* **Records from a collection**
pub mod usercases;
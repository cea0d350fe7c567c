use chrono::{DateTime, Utc};
use chrono_tz::Tz;
use serde::{Deserialize, Serialize};

use crate::domain::value_objects::{
    currency::cents_to_display, enums::plan_fields::PlanField, plan_fields::EXPIRATION_FORMAT,
};

/// Plan category. The set of valid values is owned by the server.
#[derive(Debug, Clone, Default, Serialize, Deserialize, PartialEq, Eq, Hash, PartialOrd, Ord)]
#[serde(transparent)]
pub struct PlanType(pub String);

impl PlanType {
    pub fn new(value: impl Into<String>) -> Self {
        Self(value.into())
    }

    pub fn as_str(&self) -> &str {
        &self.0
    }
}

/// Feature bitmap attached to a plan. Each bit is one feature flag.
#[derive(Debug, Clone, Copy, Default, Serialize, Deserialize, PartialEq, Eq, Hash)]
#[serde(transparent)]
pub struct FeatureFlags(pub u64);

impl FeatureFlags {
    pub fn bits(&self) -> u64 {
        self.0
    }

    pub fn contains(&self, flag: u64) -> bool {
        flag != 0 && self.0 & flag == flag
    }

    pub fn insert(&mut self, flag: u64) {
        self.0 |= flag;
    }

    pub fn remove(&mut self, flag: u64) {
        self.0 &= !flag;
    }

    pub fn toggle(&mut self, flag: u64) {
        self.0 ^= flag;
    }
}

#[derive(Debug, Clone, Serialize, Deserialize, PartialEq)]
pub struct PlanModel {
    #[serde(default)]
    pub id: Option<i64>,
    pub coupon_code: String,
    pub plan_type: PlanType,
    #[serde(default)]
    pub hidden_plan_comment: String,
    #[serde(default)]
    pub coupon_applied_message: String,
    pub list_price_cents: i64,
    pub discounted_price_cents: i64,
    #[serde(default)]
    pub features: FeatureFlags,
    #[serde(default)]
    pub redemptions: u64,
    #[serde(default)]
    pub created_at: Option<DateTime<Utc>>,
    #[serde(default)]
    pub coupon_expires_at: Option<DateTime<Utc>>,
}

/// Field values as typed into the dialog, before validation.
#[derive(Debug, Clone, Default, Serialize, Deserialize, PartialEq)]
pub struct PlanForm {
    pub coupon_code: String,
    pub plan_type: String,
    pub hidden_plan_comment: String,
    pub coupon_applied_message: String,
    pub list_price: String,
    pub discounted_price: String,
    pub coupon_expiration: String,
    pub features: FeatureFlags,
    pub redemptions: u64,
    pub created_at: Option<DateTime<Utc>>,
}

impl PlanForm {
    pub fn blank(created_at: DateTime<Utc>) -> Self {
        Self {
            created_at: Some(created_at),
            ..Self::default()
        }
    }

    /// Pre-fills the form from a stored plan. Prices are rendered back to
    /// decimal text and the expiration to `MM/DD/YYYY` in `reference_tz`.
    pub fn from_model(plan: &PlanModel, reference_tz: Tz) -> Self {
        Self {
            coupon_code: plan.coupon_code.clone(),
            plan_type: plan.plan_type.as_str().to_string(),
            hidden_plan_comment: plan.hidden_plan_comment.clone(),
            coupon_applied_message: plan.coupon_applied_message.clone(),
            list_price: cents_to_display(plan.list_price_cents),
            discounted_price: cents_to_display(plan.discounted_price_cents),
            coupon_expiration: plan
                .coupon_expires_at
                .map(|at| at.with_timezone(&reference_tz).format(EXPIRATION_FORMAT).to_string())
                .unwrap_or_default(),
            features: plan.features,
            redemptions: plan.redemptions,
            created_at: plan.created_at,
        }
    }

    pub fn value(&self, field: PlanField) -> &str {
        match field {
            PlanField::CouponCode => &self.coupon_code,
            PlanField::PlanType => &self.plan_type,
            PlanField::HiddenPlanComment => &self.hidden_plan_comment,
            PlanField::CouponAppliedMessage => &self.coupon_applied_message,
            PlanField::ListPrice => &self.list_price,
            PlanField::DiscountedPrice => &self.discounted_price,
            PlanField::CouponExpiration => &self.coupon_expiration,
        }
    }

    pub fn set_value(&mut self, field: PlanField, value: String) {
        let slot = match field {
            PlanField::CouponCode => &mut self.coupon_code,
            PlanField::PlanType => &mut self.plan_type,
            PlanField::HiddenPlanComment => &mut self.hidden_plan_comment,
            PlanField::CouponAppliedMessage => &mut self.coupon_applied_message,
            PlanField::ListPrice => &mut self.list_price,
            PlanField::DiscountedPrice => &mut self.discounted_price,
            PlanField::CouponExpiration => &mut self.coupon_expiration,
        };
        *slot = value;
    }
}

/// Body of the create-or-update call. Prices are integer cents encoded as
/// strings; an absent expiration is sent as an empty string.
#[derive(Debug, Clone, Serialize, Deserialize, PartialEq)]
pub struct PlanPayload {
    #[serde(skip_serializing_if = "Option::is_none", default)]
    pub id: Option<i64>,
    pub coupon_code: String,
    pub plan_type: String,
    pub hidden_plan_comment: String,
    pub coupon_applied_message: String,
    pub list_price_cents: String,
    pub discounted_price_cents: String,
    pub features_bitmap: u64,
    pub coupon_expires_at: String,
}

#[derive(Debug, Clone, Serialize, Deserialize, PartialEq)]
pub struct DeletePlanModel {
    pub id: i64,
}

#[derive(Debug, Clone, Default, Serialize, Deserialize, PartialEq)]
pub struct PlanSaveReceipt {
    #[serde(default)]
    pub id: Option<i64>,
    #[serde(default)]
    pub status: Option<String>,
}

#[cfg(test)]
mod tests {
    use super::*;
    use chrono::TimeZone;

    fn stored_plan() -> PlanModel {
        PlanModel {
            id: Some(42),
            coupon_code: "SAVE10".to_string(),
            plan_type: PlanType::new("PROFESSIONAL_MONTHLY"),
            hidden_plan_comment: "spring promo".to_string(),
            coupon_applied_message: "You saved 10%".to_string(),
            list_price_cents: 1999,
            discounted_price_cents: 950,
            features: FeatureFlags(0b101),
            redemptions: 7,
            created_at: Some(Utc.with_ymd_and_hms(2024, 1, 2, 3, 4, 5).unwrap()),
            coupon_expires_at: Some(
                chrono_tz::America::Los_Angeles
                    .with_ymd_and_hms(2024, 12, 31, 0, 0, 0)
                    .unwrap()
                    .with_timezone(&Utc),
            ),
        }
    }

    #[test]
    fn form_from_model_renders_prices_and_expiration() {
        let form = PlanForm::from_model(&stored_plan(), chrono_tz::America::Los_Angeles);

        assert_eq!(form.coupon_code, "SAVE10");
        assert_eq!(form.plan_type, "PROFESSIONAL_MONTHLY");
        assert_eq!(form.list_price, "19.99");
        assert_eq!(form.discounted_price, "9.50");
        assert_eq!(form.coupon_expiration, "12/31/2024");
        assert_eq!(form.redemptions, 7);
        assert_eq!(form.features, FeatureFlags(0b101));
    }

    #[test]
    fn blank_form_only_carries_creation_time() {
        let now = Utc::now();
        let form = PlanForm::blank(now);
        assert_eq!(form.created_at, Some(now));
        assert!(form.coupon_code.is_empty());
        assert!(form.coupon_expiration.is_empty());
    }

    #[test]
    fn feature_flags_toggle_bits() {
        let mut flags = FeatureFlags::default();
        flags.insert(0b10);
        assert!(flags.contains(0b10));
        flags.toggle(0b11);
        assert_eq!(flags.bits(), 0b01);
        flags.remove(0b01);
        assert_eq!(flags.bits(), 0);
        assert!(!flags.contains(0));
    }

    #[test]
    fn new_plan_payload_omits_id() {
        let payload = PlanPayload {
            id: None,
            coupon_code: "SAVE10".to_string(),
            plan_type: "PROFESSIONAL_MONTHLY".to_string(),
            hidden_plan_comment: String::new(),
            coupon_applied_message: String::new(),
            list_price_cents: "1999".to_string(),
            discounted_price_cents: "950".to_string(),
            features_bitmap: 0,
            coupon_expires_at: String::new(),
        };

        let json = serde_json::to_value(&payload).unwrap();
        assert!(json.get("id").is_none());
        assert_eq!(json["list_price_cents"], "1999");
        assert_eq!(json["coupon_expires_at"], "");
    }

    #[test]
    fn snapshot_deserializes_with_missing_optional_fields() {
        let plan: PlanModel = serde_json::from_str(
            r#"{"coupon_code":"ABC","plan_type":"FREE","list_price_cents":0,"discounted_price_cents":0}"#,
        )
        .unwrap();
        assert_eq!(plan.id, None);
        assert_eq!(plan.features, FeatureFlags(0));
        assert_eq!(plan.coupon_expires_at, None);
    }
}
use std::sync::Arc;

use tracing::{debug, info};
use url::Url;

use crate::domain::{
    repositories::page_navigator::PlanPageNavigator,
    value_objects::{
        page_url::{row_limit, with_row_limit},
        plan_rows::{PlanRowModel, roll_up},
    },
};

/// The plan history table: roll-up toggle and row-limit navigation.
pub struct PlanTableUseCase<N>
where
    N: PlanPageNavigator + Send + Sync,
{
    navigator: Arc<N>,
    rows: Vec<PlanRowModel>,
    rolled_up: bool,
    default_row_limit: u32,
}

impl<N> PlanTableUseCase<N>
where
    N: PlanPageNavigator + Send + Sync,
{
    pub fn new(navigator: Arc<N>, rows: Vec<PlanRowModel>, default_row_limit: u32) -> Self {
        Self {
            navigator,
            rows,
            rolled_up: false,
            default_row_limit,
        }
    }

    pub fn rows(&self) -> &[PlanRowModel] {
        &self.rows
    }

    pub fn is_rolled_up(&self) -> bool {
        self.rolled_up
    }

    pub fn visible_rows(&self) -> impl Iterator<Item = &PlanRowModel> {
        self.rows.iter().filter(|row| row.visible)
    }

    pub fn set_roll_up(&mut self, collapse: bool) -> usize {
        self.rolled_up = collapse;
        let visible = roll_up(&mut self.rows, collapse);
        debug!(
            collapse,
            total = self.rows.len(),
            visible,
            "plan_table: roll-up applied"
        );
        visible
    }

    /// Row limit the page is showing: its `limit` parameter, or the configured
    /// default when the parameter is missing or not a number.
    pub fn current_row_limit(&self, current_page: &Url) -> u32 {
        row_limit(current_page).unwrap_or(self.default_row_limit)
    }

    /// Navigates to `current_page` with its `limit` parameter set to `limit`.
    pub fn show_row_limit(&self, current_page: &Url, limit: u32) -> Url {
        let target = with_row_limit(current_page, limit);
        info!(limit, target = %target, "plan_table: changing row limit");
        self.navigator.navigate(target.clone());
        target
    }
}

#[cfg(test)]
mod tests {
    use super::*;
    use crate::domain::{
        repositories::page_navigator::MockPlanPageNavigator, value_objects::plans::PlanType,
    };
    use mockall::predicate::eq;

    fn rows() -> Vec<PlanRowModel> {
        vec![
            PlanRowModel::new(3, "SAVE10", PlanType::new("MONTHLY")),
            PlanRowModel::new(2, "SAVE10", PlanType::new("MONTHLY")),
            PlanRowModel::new(1, "WELCOME", PlanType::new("MONTHLY")),
        ]
    }

    #[test]
    fn roll_up_hides_older_versions_and_restores_them() {
        let mut table = PlanTableUseCase::new(Arc::new(MockPlanPageNavigator::new()), rows(), 100);

        assert_eq!(table.set_roll_up(true), 2);
        assert!(table.is_rolled_up());
        let ids: Vec<i64> = table.visible_rows().map(|row| row.id).collect();
        assert_eq!(ids, vec![3, 1]);

        assert_eq!(table.set_roll_up(false), 3);
        assert_eq!(table.visible_rows().count(), 3);
        assert_eq!(table.rows(), rows().as_slice());
    }

    #[test]
    fn row_limit_triggers_full_navigation() {
        let mut navigator = MockPlanPageNavigator::new();
        let expected =
            Url::parse("https://admin.example.com/plans/?tab=coupons&limit=500").unwrap();
        navigator
            .expect_navigate()
            .with(eq(expected.clone()))
            .times(1)
            .return_const(());

        let table = PlanTableUseCase::new(Arc::new(navigator), rows(), 100);
        let current = Url::parse("https://admin.example.com/plans/?tab=coupons&limit=100").unwrap();

        assert_eq!(table.show_row_limit(&current, 500), expected);
    }

    #[test]
    fn current_row_limit_falls_back_to_configured_default() {
        let table = PlanTableUseCase::new(Arc::new(MockPlanPageNavigator::new()), rows(), 25);

        let explicit = Url::parse("https://admin.example.com/plans/?limit=500").unwrap();
        let missing = Url::parse("https://admin.example.com/plans/?tab=coupons").unwrap();
        let garbled = Url::parse("https://admin.example.com/plans/?limit=all").unwrap();

        assert_eq!(table.current_row_limit(&explicit), 500);
        assert_eq!(table.current_row_limit(&missing), 25);
        assert_eq!(table.current_row_limit(&garbled), 25);
    }
}
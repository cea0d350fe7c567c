pub mod application;
pub mod config;
pub mod domain;
pub mod infrastructure;
pub mod observability;

use std::sync::Arc;

use anyhow::Result;
use tracing::info;

use crate::{
    application::usercases::{plan_dialog::PlanDialogUseCase, plan_table::PlanTableUseCase},
    config::config_model::DotEnvyConfig,
    domain::{
        repositories::page_navigator::PlanPageNavigator, value_objects::plan_rows::PlanRowModel,
    },
    infrastructure::http_api::plan_api_client::PlanApiClient,
};

/// Initializes tracing and loads configuration from the environment.
pub fn init(component: &str) -> Result<DotEnvyConfig> {
    let dotenvy_env = config::config_loader::load()?;
    observability::init_observability(component)?;

    info!(
        base_url = %dotenvy_env.plan_api.base_url,
        reference_time_zone = %dotenvy_env.plan_dialog.reference_time_zone,
        "ENV has been loaded"
    );

    Ok(dotenvy_env)
}

/// Wires the plan dialog and table to the HTTP plan API and a page navigator.
pub fn plan_admin<N>(
    config: &DotEnvyConfig,
    navigator: Arc<N>,
    rows: Vec<PlanRowModel>,
) -> Result<(PlanDialogUseCase<PlanApiClient, N>, PlanTableUseCase<N>)>
where
    N: PlanPageNavigator + Send + Sync,
{
    let plan_api_client = PlanApiClient::new(&config.plan_api)?;
    let dialog = PlanDialogUseCase::new(
        Arc::new(plan_api_client),
        Arc::clone(&navigator),
        config.plan_dialog.reference_time_zone,
    );
    let table = PlanTableUseCase::new(navigator, rows, config.plan_dialog.default_row_limit);

    Ok((dialog, table))
}
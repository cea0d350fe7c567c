use std::{collections::BTreeSet, sync::LazyLock};

use chrono::{DateTime, Duration, NaiveDate, TimeZone, Utc};
use chrono_tz::Tz;
use regex::Regex;
use serde::Serialize;
use thiserror::Error;

use crate::domain::value_objects::{
    currency::to_cents,
    enums::plan_fields::PlanField,
    plans::{PlanForm, PlanPayload},
};

pub const COUPON_CODE_MIN_LEN: usize = 3;
pub const COUPON_CODE_MAX_LEN: usize = 128;
pub const EXPIRATION_FORMAT: &str = "%m/%d/%Y";

static EXPIRATION_RE: LazyLock<Regex> =
    LazyLock::new(|| Regex::new(r"^\d{2}/\d{2}/\d{4}$").expect("valid regex"));

/// Valid iff the character count of `value` lies in `min..=max`.
pub fn check_length(value: &str, min: usize, max: usize) -> bool {
    let len = value.chars().count();
    min <= len && len <= max
}

/// Valid iff `value` is a plain decimal number: an optional leading `-`,
/// digits, at most one `.`, and at least one digit.
///
/// Exponents, `NaN`, `inf`, whitespace and thousands separators are rejected.
pub fn check_number(value: &str) -> bool {
    let unsigned = value.strip_prefix('-').unwrap_or(value);
    let mut seen_point = false;
    let mut seen_digit = false;

    for c in unsigned.chars() {
        match c {
            '0'..='9' => seen_digit = true,
            '.' if !seen_point => seen_point = true,
            _ => return false,
        }
    }

    seen_digit
}

/// Valid iff `pattern` matches the whole of `value`.
pub fn check_regexp(value: &str, pattern: &Regex) -> bool {
    pattern
        .find(value)
        .is_some_and(|m| m.start() == 0 && m.end() == value.len())
}

#[derive(Debug, Clone, Serialize, PartialEq, Eq)]
pub struct FieldViolation {
    pub field: PlanField,
    pub message: String,
}

/// Every violation found in one validation pass, in check order.
#[derive(Debug, Clone, PartialEq, Eq, Error)]
#[error("{}", join_messages(.violations))]
pub struct ValidationErrors {
    pub violations: Vec<FieldViolation>,
}

fn join_messages(violations: &[FieldViolation]) -> String {
    violations
        .iter()
        .map(|v| v.message.as_str())
        .collect::<Vec<_>>()
        .join("\n")
}

impl ValidationErrors {
    pub fn fields(&self) -> BTreeSet<PlanField> {
        self.violations.iter().map(|v| v.field).collect()
    }

    /// Message shown to the user: every violation on its own line.
    pub fn tip(&self) -> String {
        join_messages(&self.violations)
    }

    fn push(&mut self, field: PlanField, message: impl Into<String>) {
        self.violations.push(FieldViolation {
            field,
            message: message.into(),
        });
    }
}

/// A form that passed validation, with the expiration already resolved.
#[derive(Debug, Clone, PartialEq)]
pub struct ValidatedPlanForm {
    form: PlanForm,
    coupon_expires_at: Option<DateTime<Utc>>,
}

impl ValidatedPlanForm {
    pub fn coupon_expires_at(&self) -> Option<DateTime<Utc>> {
        self.coupon_expires_at
    }

    /// Normalizes money fields to cents and builds the wire payload.
    pub fn into_payload(self, id: Option<i64>) -> PlanPayload {
        PlanPayload {
            id,
            list_price_cents: to_cents(&self.form.list_price),
            discounted_price_cents: to_cents(&self.form.discounted_price),
            features_bitmap: self.form.features.bits(),
            coupon_expires_at: self
                .coupon_expires_at
                .map(|at| at.to_rfc3339())
                .unwrap_or_default(),
            coupon_code: self.form.coupon_code,
            plan_type: self.form.plan_type,
            hidden_plan_comment: self.form.hidden_plan_comment,
            coupon_applied_message: self.form.coupon_applied_message,
        }
    }
}

/// Runs every field check and reports all violations together.
///
/// Order: coupon code, plan type, list price, discounted price, expiration.
pub fn validate_plan_form(
    form: &PlanForm,
    reference_tz: Tz,
) -> Result<ValidatedPlanForm, ValidationErrors> {
    let mut errors = ValidationErrors {
        violations: Vec::new(),
    };

    if !check_length(&form.coupon_code, COUPON_CODE_MIN_LEN, COUPON_CODE_MAX_LEN) {
        errors.push(
            PlanField::CouponCode,
            format!(
                "Coupon code must be between {} and {} characters.",
                COUPON_CODE_MIN_LEN, COUPON_CODE_MAX_LEN
            ),
        );
    }

    if form.plan_type.trim().is_empty() {
        errors.push(PlanField::PlanType, "Plan type is required.");
    }

    for field in [PlanField::ListPrice, PlanField::DiscountedPrice] {
        if let Err(message) = check_price(form.value(field)) {
            errors.push(field, format!("{} {}", field.label(), message));
        }
    }

    let coupon_expires_at = match parse_expiration(&form.coupon_expiration, reference_tz) {
        Ok(at) => at,
        Err(message) => {
            errors.push(PlanField::CouponExpiration, message);
            None
        }
    };

    if !errors.violations.is_empty() {
        return Err(errors);
    }

    Ok(ValidatedPlanForm {
        form: form.clone(),
        coupon_expires_at,
    })
}

// Empty prices are allowed and sent as empty strings.
fn check_price(value: &str) -> Result<(), &'static str> {
    if value.is_empty() {
        return Ok(());
    }
    if !check_number(value) {
        return Err("must be a number.");
    }
    if value.starts_with('-') {
        return Err("cannot be negative.");
    }
    match to_cents(value).parse::<i64>() {
        Ok(_) => Ok(()),
        Err(_) => Err("is too large."),
    }
}

fn parse_expiration(value: &str, reference_tz: Tz) -> Result<Option<DateTime<Utc>>, String> {
    if value.is_empty() {
        return Ok(None);
    }
    if !check_regexp(value, &EXPIRATION_RE) {
        return Err(format!(
            "{} must use the MM/DD/YYYY format.",
            PlanField::CouponExpiration.label()
        ));
    }

    let invalid = || {
        format!(
            "{} is not a valid calendar date.",
            PlanField::CouponExpiration.label()
        )
    };
    let date = NaiveDate::parse_from_str(value, EXPIRATION_FORMAT).map_err(|_| invalid())?;
    let midnight = date.and_hms_opt(0, 0, 0).ok_or_else(invalid)?;

    // Midnight can fall inside a DST gap; take the first local minute that exists.
    let local = (0..MINUTES_PER_DAY)
        .find_map(|minute| {
            reference_tz
                .from_local_datetime(&(midnight + Duration::minutes(minute)))
                .earliest()
        })
        .ok_or_else(|| {
            format!(
                "{} has no valid time on that day in {}.",
                PlanField::CouponExpiration.label(),
                reference_tz
            )
        })?;

    Ok(Some(local.with_timezone(&Utc)))
}

const MINUTES_PER_DAY: i64 = 24 * 60;
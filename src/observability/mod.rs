mod config;

use anyhow::Result;
use config::ServiceContext;
use tracing::info;
use tracing_subscriber::EnvFilter;
use tracing_subscriber::layer::SubscriberExt;
use tracing_subscriber::util::SubscriberInitExt;

/// Installs the global tracing subscriber. `RUST_LOG` overrides the default
/// `info` level.
pub fn init_observability(component: &str) -> Result<()> {
    let service_context = ServiceContext::from_env(component);

    let env_filter = EnvFilter::try_from_default_env().unwrap_or_else(|_| EnvFilter::new("info"));

    // Local time so operators see their own offset in logs.
    let fmt_layer = tracing_subscriber::fmt::layer()
        .with_timer(tracing_subscriber::fmt::time::ChronoLocal::rfc_3339());

    tracing_subscriber::registry()
        .with(fmt_layer)
        .with(env_filter)
        .try_init()?;

    info!(
        service = %service_context.service_name,
        environment = %service_context.environment,
        component = %service_context.component,
        "Observability initialized"
    );

    Ok(())
}
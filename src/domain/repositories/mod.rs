pub mod page_navigator;
pub mod plans;
use async_trait::async_trait;
use mockall::automock;
use thiserror::Error;

use crate::domain::value_objects::plans::{PlanPayload, PlanSaveReceipt};

#[derive(Debug, Error)]
pub enum PlanApiError {
    #[error("plan api transport failure: {0}")]
    Transport(String),
    #[error("plan api rejected the request with status {status}: {message}")]
    Rejected { status: u16, message: String },
    #[error("plan api response could not be decoded: {0}")]
    Decode(String),
}

#[async_trait]
#[automock]
pub trait PlanAdminRepository {
    /// Creates a plan when `payload.id` is absent, updates it otherwise.
    async fn create_or_update_plan(
        &self,
        payload: PlanPayload,
    ) -> Result<PlanSaveReceipt, PlanApiError>;
    async fn delete_plan(&self, plan_id: i64) -> Result<(), PlanApiError>;
}
pub mod plan_dialog;
pub mod plan_table;
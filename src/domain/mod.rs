pub mod repositories;
pub mod value_objects;
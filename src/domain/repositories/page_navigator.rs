use mockall::automock;
use url::Url;

/// The page hosting the plan dialog and table.
#[automock]
pub trait PlanPageNavigator {
    /// Full reload so the server re-renders the plan rows.
    fn reload(&self);
    /// Full navigation to `url`, not an in-place refresh.
    fn navigate(&self, url: Url);
}
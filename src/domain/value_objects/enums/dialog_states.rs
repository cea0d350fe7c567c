use std::fmt::Display;
use serde::{Deserialize, Serialize};

/// Open modes the confirm-delete step can fall back to.
#[derive(Debug, Clone, Copy, Serialize, Deserialize, PartialEq, Eq)]
pub enum OpenMode {
    Create,
    Edit,
}

#[derive(Default, Debug, Clone, Copy, Serialize, Deserialize, PartialEq, Eq)]
pub enum DialogState {
    #[default]
    Closed,
    OpenForCreate,
    OpenForEdit,
    ConfirmDelete { return_to: OpenMode },
}

impl DialogState {
    pub fn is_open(&self) -> bool {
        !matches!(self, DialogState::Closed)
    }

    pub fn from_open_mode(mode: OpenMode) -> Self {
        match mode {
            OpenMode::Create => DialogState::OpenForCreate,
            OpenMode::Edit => DialogState::OpenForEdit,
        }
    }

    pub fn open_mode(&self) -> Option<OpenMode> {
        match self {
            DialogState::OpenForCreate => Some(OpenMode::Create),
            DialogState::OpenForEdit => Some(OpenMode::Edit),
            DialogState::Closed | DialogState::ConfirmDelete { .. } => None,
        }
    }
}

impl Display for DialogState {
    fn fmt(&self, f: &mut std::fmt::Formatter<'_>) -> std::fmt::Result {
        let state = match self {
            DialogState::Closed => "closed",
            DialogState::OpenForCreate => "open-for-create",
            DialogState::OpenForEdit => "open-for-edit",
            DialogState::ConfirmDelete { .. } => "open-for-confirm-delete",
        };
        write!(f, "{}", state)
    }
}
use std::env;

#[derive(Debug, Clone, PartialEq, Eq)]
pub(crate) struct ServiceContext {
    pub(crate) service_name: String,
    pub(crate) environment: String,
    pub(crate) component: String,
}

impl ServiceContext {
    pub(crate) fn from_env(component: &str) -> Self {
        Self::from_lookup(component, |key| env::var(key).ok())
    }

    pub(crate) fn from_lookup<F>(component: &str, lookup: F) -> Self
    where
        F: Fn(&str) -> Option<String>,
    {
        let component = component.trim().to_string();

        let service_name = lookup("SERVICE_NAME")
            .filter(|v| !v.trim().is_empty())
            .unwrap_or_else(|| component.clone());

        let environment = lookup("STAGE")
            .filter(|v| !v.trim().is_empty())
            .unwrap_or_else(|| "unknown".to_string());

        Self {
            service_name,
            environment,
            component,
        }
    }
}
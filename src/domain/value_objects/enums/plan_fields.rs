use std::fmt::Display;
use serde::{Deserialize, Serialize};

/// Editable inputs of the plan dialog.
#[derive(Debug, Clone, Copy, Serialize, Deserialize, PartialEq, Eq, Hash, PartialOrd, Ord)]
#[serde(rename_all = "snake_case")]
pub enum PlanField {
    CouponCode,
    PlanType,
    HiddenPlanComment,
    CouponAppliedMessage,
    ListPrice,
    DiscountedPrice,
    CouponExpiration,
}

impl PlanField {
    pub fn label(&self) -> &'static str {
        match self {
            PlanField::CouponCode => "Coupon code",
            PlanField::PlanType => "Plan type",
            PlanField::HiddenPlanComment => "Hidden plan comment",
            PlanField::CouponAppliedMessage => "Coupon applied message",
            PlanField::ListPrice => "List price",
            PlanField::DiscountedPrice => "Discounted price",
            PlanField::CouponExpiration => "Coupon expiration date",
        }
    }
}

impl Display for PlanField {
    fn fmt(&self, f: &mut std::fmt::Formatter<'_>) -> std::fmt::Result {
        let field = match self {
            PlanField::CouponCode => "coupon_code",
            PlanField::PlanType => "plan_type",
            PlanField::HiddenPlanComment => "hidden_plan_comment",
            PlanField::CouponAppliedMessage => "coupon_applied_message",
            PlanField::ListPrice => "list_price",
            PlanField::DiscountedPrice => "discounted_price",
            PlanField::CouponExpiration => "coupon_expiration",
        };
        write!(f, "{}", field)
    }
}
pub mod config_loader;
pub mod config_model;
pub mod currency;
pub mod enums;
pub mod page_url;
pub mod plan_fields;
pub mod plan_rows;
pub mod plans;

* **Exercise goal**
Give back the records word for word. Start at the first line, end at the line containing "pub struct PlanType(pub String);", and include both.

* **Written reply**
pub mod usercases;
repository cea0d350fe7c567c
use chrono::{DateTime, Utc};
use chrono_tz::Tz;
use serde::{Deserialize, Serialize};

use crate::domain::value_objects::{
    currency::cents_to_display, enums::plan_fields::PlanField, plan_fields::EXPIRATION_FORMAT,
};

/// Plan category. The set of valid values is owned by the server.
#[derive(Debug, Clone, Default, Serialize, Deserialize, PartialEq, Eq, Hash, PartialOrd, Ord)]
#[serde(transparent)]
pub struct PlanType(pub String);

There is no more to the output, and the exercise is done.